I’m going to learn how to work the machines on Friday. Frankly, I’m scared.

It’s Dee Time

Heeeeeere's Simon Dee!
Heeeeeere’s Simon Dee!

For about ooh, most of my life I’ve wanted a radio show. I could be cool and witty and sort of like a cross between Simon Dee and Alistair Cooke. Except funnier, obviously. And please no-one say about as cool as Austin Powers. I’ve always liked him but it seems to be a singular taste.

The thing is, now it’s happened I can’t think of a single interesting thing to say. Obviously there are legions of more or less bitter women who’d say that’s not a new thing at all but it’s a real issue for me now, at least.

I’m going with an hour-long magazine format and maybe you can begin to see the problem. When you’re sitting talking to someone you can chat about all kinds of things, get up, sit down, make a cup of tea, wonder about going out later, talk about a film they saw, debate whether sardines on toast are ethically caught (yes, no-one seems too worried about sardines on toast, do they? No Greenpeace campaign I’ve ever seen about that. Oh no!). And like most things worth doing in life, it depends on another person being there. It’s a conversation. A two-way thing.

And sitting in a room on your own with a microphone isn’t.

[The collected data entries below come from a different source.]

//! Telegram implementation of the carousel transport
//!
//! Pages are posted to the channel as photo messages with an HTML caption
//! and the navigation row; paging edits the media of the same message.

use async_trait::async_trait;
use teloxide::prelude::*;
use teloxide::types::{
    ChatId, FileId, InputFile, InputMedia, InputMediaPhoto, MessageId, ParseMode, Recipient,
};
use teloxide::{ApiError, RequestError};
use unic_langid::LanguageIdentifier;

use super::keyboards::nav_keyboard;
use crate::carousel::{CarouselTransport, PostHandle, RenderedPage, TransportError};

/// Parses CHANNEL_ID: a numeric chat id or a public `@username`.
pub fn parse_channel(raw: &str) -> Option<Recipient> {
    let raw = raw.trim();
    if raw.is_empty() {
        return None;
    }
    if let Ok(id) = raw.parse::<i64>() {
        return Some(Recipient::Id(ChatId(id)));
    }
    let username = raw.strip_prefix('@').unwrap_or(raw);
    if username.is_empty() || !username.chars().all(|c| c.is_ascii_alphanumeric() || c == '_') {
        return None;
    }
    Some(Recipient::ChannelUsername(format!("@{}", username)))
}

/// Human-readable form of the channel for logs.
pub fn channel_label(channel: &Recipient) -> String {
    match channel {
        Recipient::Id(id) => id.0.to_string(),
        Recipient::ChannelUsername(username) => username.clone(),
    }
}

/// Maps a Bot API failure onto the transport error the paging logic reports.
pub fn map_request_error(err: RequestError) -> TransportError {
    match err {
        RequestError::Api(api) => TransportError::Rejected(api.to_string()),
        RequestError::MigrateToChatId(chat) => {
            TransportError::Rejected(format!("channel migrated to {}", chat))
        }
        other => TransportError::Network(other.to_string()),
    }
}

/// Posts carousel pages into one channel.
#[derive(Clone)]
pub struct TelegramTransport {
    bot: Bot,
    channel: Recipient,
    lang: LanguageIdentifier,
}

impl TelegramTransport {
    /// # Arguments
    /// * `channel` - target channel for new posts
    /// * `lang` - language of the navigation buttons
    pub fn new(bot: Bot, channel: Recipient, lang: LanguageIdentifier) -> Self {
        Self { bot, channel, lang }
    }

    pub fn channel(&self) -> &Recipient {
        &self.channel
    }
}

#[async_trait]
impl CarouselTransport for TelegramTransport {
    async fn send_page(&self, page: &RenderedPage) -> Result<PostHandle, TransportError> {
        let photo = InputFile::file_id(FileId(page.photo.as_str().to_string()));

        let msg = self
            .bot
            .send_photo(self.channel.clone(), photo)
            .caption(page.caption_html())
            .parse_mode(ParseMode::Html)
            .reply_markup(nav_keyboard(&page.nav, &self.lang))
            .await
            .map_err(map_request_error)?;

        Ok(PostHandle {
            chat_id: msg.chat.id.0,
            message_id: msg.id.0,
        })
    }

    async fn edit_page(&self, post: PostHandle, page: &RenderedPage) -> Result<(), TransportError> {
        let photo = InputFile::file_id(FileId(page.photo.as_str().to_string()));
        let media = InputMedia::Photo(
            InputMediaPhoto::new(photo)
                .caption(page.caption_html())
                .parse_mode(ParseMode::Html),
        );

        let result = self
            .bot
            .edit_message_media(ChatId(post.chat_id), MessageId(post.message_id), media)
            .reply_markup(nav_keyboard(&page.nav, &self.lang))
            .await;

        match result {
            Ok(_) => Ok(()),
            // Re-rendering the page already on screen
            Err(RequestError::Api(ApiError::MessageNotModified)) => {
                log::debug!("Message {} already shows page {}", post.message_id, page.index + 1);
                Ok(())
            }
            Err(e) => Err(map_request_error(e)),
        }
    }
}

I can get some guests in, but probably logistically, only really one per programme. So it’s me. On my own. And I can’t think of anything I want to talk about.

I tried scripting it yesterday. It was a rubbish day yesterday and it got more rubbish as the day went on until it peaked at the very rubbishy summit of an incredible mountain of rubbish that’s left me feeling rubbish. But hey listeners, enough about me. Otherwise I’ll sound like Tony Blackburn.

Richard Brautigan

In Watermelon Sugar
In Watermelon Sugar

It’ll be ok. The radio thing, anyway. It’s called the Forgotten Works because of the utterly wonderful book In Watermelon Sugar, which I naturally enough can’t find now I need it.

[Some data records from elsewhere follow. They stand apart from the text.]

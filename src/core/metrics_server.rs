//! HTTP endpoints for liveness and Prometheus metrics
//!
//! `/` and `/health` are mounted next to the Telegram webhook in webhook mode,
//! so hosting platforms can probe the same port. `/metrics` runs on its own
//! port (METRICS_PORT) when METRICS_ENABLED is set.

use axum::{
    extract::State,
    http::{header, StatusCode},
    response::{IntoResponse, Response},
    routing::get,
    Router,
};
use prometheus::{Encoder, TextEncoder};
use std::net::SocketAddr;
use std::sync::Arc;
use std::time::Duration;
use tokio::net::TcpListener;
use tokio::time::Instant;

/// Application state for the health endpoints
#[derive(Clone)]
struct AppState {
    start_time: Instant,
}

/// Routes for `/` (plain `ok`) and `/health` (JSON with uptime).
pub fn health_router() -> Router {
    let state = Arc::new(AppState {
        start_time: Instant::now(),
    });

    Router::new()
        .route("/", get(root_handler))
        .route("/health", get(health_handler))
        .with_state(state)
}

/// Start the metrics HTTP server
///
/// Exposes `/metrics` plus the health routes.
///
/// # Arguments
/// * `port` - Port to listen on (typically 9090)
pub async fn start_metrics_server(port: u16) -> Result<(), Box<dyn std::error::Error + Send + Sync>> {
    let addr = SocketAddr::from(([0, 0, 0, 0], port));

    let app = Router::new()
        .route("/metrics", get(metrics_handler))
        .merge(health_router());

    log::info!("Starting metrics server on http://{}", addr);
    log::info!("  /metrics - Prometheus metrics");
    log::info!("  /health  - Health check (liveness)");

    let listener = TcpListener::bind(&addr).await?;
    axum::serve(listener, app).await?;

    Ok(())
}

/// Handler for /metrics endpoint
///
/// Returns Prometheus metrics in text exposition format
async fn metrics_handler() -> Response {
    let encoder = TextEncoder::new();
    let metric_families = prometheus::gather();

    let mut buffer = Vec::new();
    match encoder.encode(&metric_families, &mut buffer) {
        Ok(()) => (
            StatusCode::OK,
            [(header::CONTENT_TYPE, encoder.format_type().to_string())],
            buffer,
        )
            .into_response(),
        Err(e) => {
            log::error!("Failed to encode metrics: {}", e);
            (
                StatusCode::INTERNAL_SERVER_ERROR,
                format!("Failed to encode metrics: {}", e),
            )
                .into_response()
        }
    }
}

/// Handler for /health endpoint
///
/// Returns a simple health check response with uptime
async fn health_handler(State(state): State<Arc<AppState>>) -> impl IntoResponse {
    let uptime = state.start_time.elapsed();

    let health_status = serde_json::json!({
        "status": "healthy",
        "uptime_seconds": uptime.as_secs(),
        "uptime_human": format_duration(uptime),
        "service": "carousel-bot",
        "version": env!("CARGO_PKG_VERSION"),
    });

    (StatusCode::OK, axum::Json(health_status))
}

async fn root_handler() -> &'static str {
    "ok"
}

/// Format duration in human-readable format
fn format_duration(duration: Duration) -> String {
    let secs = duration.as_secs();
    let days = secs / 86400;
    let hours = (secs % 86400) / 3600;
    let minutes = (secs % 3600) / 60;
    let seconds = secs % 60;

    if days > 0 {
        format!("{}d {}h {}m {}s", days, hours, minutes, seconds)
    } else if hours > 0 {
        format!("{}h {}m {}s", hours, minutes, seconds)
    } else if minutes > 0 {
        format!("{}m {}s", minutes, seconds)
    } else {
        format!("{}s", seconds)
    }
}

The Forgotten Works was the opposite of the green, self-sustaining rural paradise where the nameless hero of the book lived, lit by lamps fuelled by watermelon oil, eating trout and avoiding the tigers who ate his parents. As they said, they’re tigers. That’s what they do.

It was a magical book by Richard Brautigan, another American writer who killed himself. I read it when I was seventeen and like any book then if it was half-way well written, it’s stuck with me. Those ten years have just flown past, really.

There was a time when everyone you wanted to know wanted to look like this. I sort of still do.
There was a time when everyone you wanted to know wanted to look like this. I sort of still do.

He wrote Trout Fishing In America, which is only a bit about trout fishing in America, Willard and the Bowling Trophies, which really sort of is, which is easier to understand when you realise Willard is a stuffed bird on a mantelpiece and A Confederate General In Big Sur. Where oddly enough, Hunter Thompson also lived at one time.

I just read the end of the piece in the Daily Mail about Simon Dee, which isn’t something I often say.

Although he had been married three times, and had four children and four grandchildren, Patricia Houlihan believes the last years of his life were very lonely. He continued to pursue women, that was in his DNA, but he became increasingly reclusive and eventually left London for Hampshire. 

‘He would often call me for phone numbers of people he knew a long time ago, some of them now dead – he continued to treat me as his PA. It never occurred to him that life had moved on.’

It isn’t looking that promising, is it?